**PROBLEM DETAILS**. Match on the string "Result" in the entries below and return every matching line.

+ + +

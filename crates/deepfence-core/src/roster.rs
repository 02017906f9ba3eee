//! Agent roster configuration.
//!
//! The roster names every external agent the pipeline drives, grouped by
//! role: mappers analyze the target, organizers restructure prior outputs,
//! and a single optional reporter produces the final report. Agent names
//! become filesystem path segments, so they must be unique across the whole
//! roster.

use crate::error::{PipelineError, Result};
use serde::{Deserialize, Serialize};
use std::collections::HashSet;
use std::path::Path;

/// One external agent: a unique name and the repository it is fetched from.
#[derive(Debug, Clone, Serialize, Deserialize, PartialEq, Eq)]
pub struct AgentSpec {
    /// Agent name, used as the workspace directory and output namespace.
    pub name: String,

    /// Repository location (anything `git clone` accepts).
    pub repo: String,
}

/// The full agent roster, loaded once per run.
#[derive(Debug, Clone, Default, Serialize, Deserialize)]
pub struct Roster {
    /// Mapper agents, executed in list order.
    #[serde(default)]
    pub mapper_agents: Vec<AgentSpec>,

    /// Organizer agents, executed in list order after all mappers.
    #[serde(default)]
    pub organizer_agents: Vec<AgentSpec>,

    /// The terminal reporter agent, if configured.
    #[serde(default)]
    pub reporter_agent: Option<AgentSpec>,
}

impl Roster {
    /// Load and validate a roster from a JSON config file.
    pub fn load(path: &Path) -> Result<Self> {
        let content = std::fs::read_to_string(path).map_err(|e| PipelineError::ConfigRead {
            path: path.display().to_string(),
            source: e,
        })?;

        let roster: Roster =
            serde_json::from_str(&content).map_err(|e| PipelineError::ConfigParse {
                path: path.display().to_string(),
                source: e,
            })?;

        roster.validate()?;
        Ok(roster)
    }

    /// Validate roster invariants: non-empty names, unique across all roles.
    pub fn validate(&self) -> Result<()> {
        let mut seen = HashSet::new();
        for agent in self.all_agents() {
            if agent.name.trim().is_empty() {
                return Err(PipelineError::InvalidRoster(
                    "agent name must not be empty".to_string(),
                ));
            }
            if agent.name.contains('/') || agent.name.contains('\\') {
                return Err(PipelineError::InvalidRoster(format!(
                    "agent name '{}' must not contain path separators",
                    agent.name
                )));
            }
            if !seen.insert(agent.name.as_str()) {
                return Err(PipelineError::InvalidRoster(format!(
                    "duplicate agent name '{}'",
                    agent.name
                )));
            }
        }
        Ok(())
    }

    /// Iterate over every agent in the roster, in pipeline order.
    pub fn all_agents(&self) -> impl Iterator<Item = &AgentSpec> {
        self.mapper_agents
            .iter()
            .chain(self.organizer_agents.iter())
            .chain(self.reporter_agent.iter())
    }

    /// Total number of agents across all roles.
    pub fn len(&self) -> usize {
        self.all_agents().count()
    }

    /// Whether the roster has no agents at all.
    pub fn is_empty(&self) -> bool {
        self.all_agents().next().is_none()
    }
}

+ + +

**ANSWER FOR THIS EXERCISE**.
use crate::error::{PipelineError, Result};
    pub fn load(path: &Path) -> Result<Self> {
    pub fn validate(&self) -> Result<()> {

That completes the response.